Instructions to follow: In the material below, identify each line bearing the word "iter". Reproduce those lines.

Data shown:

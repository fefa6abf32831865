//! Type resolution with caching on top of a class file locator.

use crate::locator::ClassFileLocator;
use crate::types::TypeDescription;
use std::collections::HashMap;
use std::sync::{Arc, Mutex, MutexGuard};
use tracing::{debug, warn};
use weave_classfile::ClassSummary;

/// How much of a class file is parsed when describing a type.
#[derive(Debug, Clone, Copy, PartialEq, Eq)]
pub enum ReaderMode {
    /// Parses only the class header: name, super type, interfaces and
    /// access flags.
    Fast,
    /// Additionally parses declared field and method signatures.
    Extended,
}

/// When referenced types are resolved.
#[derive(Debug, Clone, Copy, PartialEq, Eq)]
pub enum ResolutionMode {
    /// Types are resolved when first described.
    Lazy,
    /// Describing a type immediately resolves its super type and
    /// interfaces as well. This avoids repeated cache misses when most
    /// types end up being resolved anyway.
    Eager,
}

/// Determines how the engine creates a type pool for a run.
#[derive(Debug, Clone, Copy, PartialEq, Eq)]
pub struct PoolStrategy {
    pub reader_mode: ReaderMode,
    pub resolution: ResolutionMode,
}

impl PoolStrategy {
    pub const LAZY_FAST: PoolStrategy = PoolStrategy {
        reader_mode: ReaderMode::Fast,
        resolution: ResolutionMode::Lazy,
    };
    pub const LAZY_EXTENDED: PoolStrategy = PoolStrategy {
        reader_mode: ReaderMode::Extended,
        resolution: ResolutionMode::Lazy,
    };
    pub const EAGER_FAST: PoolStrategy = PoolStrategy {
        reader_mode: ReaderMode::Fast,
        resolution: ResolutionMode::Eager,
    };
    pub const EAGER_EXTENDED: PoolStrategy = PoolStrategy {
        reader_mode: ReaderMode::Extended,
        resolution: ResolutionMode::Eager,
    };

    /// Creates a pool over the given locator.
    pub fn pool(&self, locator: Arc<dyn ClassFileLocator>) -> TypePool {
        TypePool {
            locator,
            reader_mode: self.reader_mode,
            resolution: self.resolution,
            cache: Mutex::new(HashMap::new()),
        }
    }
}

impl Default for PoolStrategy {
    fn default() -> Self {
        PoolStrategy::LAZY_FAST
    }
}

/// The result of describing a type name.
#[derive(Debug, Clone)]
pub enum Resolution {
    Resolved(TypeDescription),
    Unresolved,
}

impl Resolution {
    pub fn is_resolved(&self) -> bool {
        matches!(self, Resolution::Resolved(_))
    }

    pub fn into_resolved(self) -> Option<TypeDescription> {
        match self {
            Resolution::Resolved(type_description) => Some(type_description),
            Resolution::Unresolved => None,
        }
    }
}

/// A caching resolver of type names to type descriptions. Bytes that exist
/// but cannot be parsed, or whose declared name does not match the
/// requested name, resolve as unresolved.
pub struct TypePool {
    locator: Arc<dyn ClassFileLocator>,
    reader_mode: ReaderMode,
    resolution: ResolutionMode,
    cache: Mutex<HashMap<String, Resolution>>,
}

impl TypePool {
    /// Describes a type by its binary name.
    pub fn describe(&self, type_name: &str) -> Resolution {
        if let Some(resolution) = self.cache().get(type_name) {
            return resolution.clone();
        }
        let resolution = self.resolve(type_name);
        self.cache()
            .insert(type_name.to_string(), resolution.clone());
        if self.resolution == ResolutionMode::Eager {
            if let Resolution::Resolved(type_description) = &resolution {
                let mut referenced: Vec<String> = Vec::new();
                referenced.extend(type_description.super_name().map(str::to_string));
                referenced.extend(type_description.interfaces().iter().cloned());
                for name in referenced {
                    self.describe(&name);
                }
            }
        }
        resolution
    }

    fn cache(&self) -> MutexGuard<'_, HashMap<String, Resolution>> {
        match self.cache.lock() {
            Ok(guard) => guard,
            Err(poisoned) => poisoned.into_inner(),
        }
    }

    fn resolve(&self, type_name: &str) -> Resolution {
        let bytes = match self.locator.locate(type_name) {
            Ok(Some(bytes)) => bytes,
            Ok(None) => {
                debug!(type_name, "no class file found");
                return Resolution::Unresolved;
            }
            Err(error) => {
                warn!(type_name, %error, "I/O failure while locating class file");
                return Resolution::Unresolved;
            }
        };
        let summary = match self.reader_mode {
            ReaderMode::Fast => ClassSummary::parse_header(&bytes),
            ReaderMode::Extended => ClassSummary::parse_full(&bytes),
        };
        match summary {
            Ok(summary) if summary.binary_name == type_name => {
                Resolution::Resolved(TypeDescription::from_summary(summary))
            }
            Ok(summary) => {
                warn!(
                    type_name,
                    declared = %summary.binary_name,
                    "class file declares a different type name"
                );
                Resolution::Unresolved
            }
            Err(error) => {
                warn!(type_name, %error, "failed to parse class file");
                Resolution::Unresolved
            }
        }
    }
}

#[cfg(test)]
mod tests {
    use super::*;
    use crate::locator::Simple;
    use weave_classfile::ClassFile;

    fn locator_with(classes: &[(&str, &str)]) -> Arc<dyn ClassFileLocator> {
        Arc::new(Simple::of_types(classes.iter().map(|(name, superclass)| {
            (
                name.to_string(),
                ClassFile::new(name, superclass).to_bytes(),
            )
        })))
    }

    #[test]
    fn resolves_and_caches_types() {
        let pool =
            PoolStrategy::LAZY_FAST.pool(locator_with(&[("a.B", "java.lang.Object")]));
        let resolution = pool.describe("a.B");
        assert!(resolution.is_resolved());
        let description = resolution.into_resolved().expect("resolved");
        assert_eq!(description.name(), "a.B");
        assert_eq!(description.super_name(), Some("java.lang.Object"));
        assert!(pool.describe("a.B").is_resolved());
    }

    #[test]
    fn missing_types_are_unresolved() {
        let pool = PoolStrategy::LAZY_FAST.pool(Arc::new(crate::locator::NoOp));
        assert!(!pool.describe("a.B").is_resolved());
    }

    #[test]
    fn unparseable_bytes_are_unresolved() {
        let pool = PoolStrategy::LAZY_FAST.pool(Arc::new(Simple::of_types([(
            "a.B".to_string(),
            vec![0u8; 8],
        )])));
        assert!(!pool.describe("a.B").is_resolved());
    }

    #[test]
    fn mismatched_declared_name_is_unresolved() {
        let pool = PoolStrategy::LAZY_FAST.pool(Arc::new(Simple::of_types([(
            "a.B".to_string(),
            ClassFile::new("a.C", "java.lang.Object").to_bytes(),
        )])));
        assert!(!pool.describe("a.B").is_resolved());
    }

    #[test]
    fn eager_resolution_fills_the_cache_with_referenced_types() {
        let locator = locator_with(&[("a.B", "a.Base"), ("a.Base", "java.lang.Object")]);
        let pool = PoolStrategy::EAGER_FAST.pool(locator);
        assert!(pool.describe("a.B").is_resolved());
        assert!(pool.cache().contains_key("a.Base"));
        assert!(pool.cache().contains_key("java.lang.Object"));
    }
}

Answer box:
                referenced.extend(type_description.interfaces().iter().cloned());
        Arc::new(Simple::of_types(classes.iter().map(|(name, superclass)| {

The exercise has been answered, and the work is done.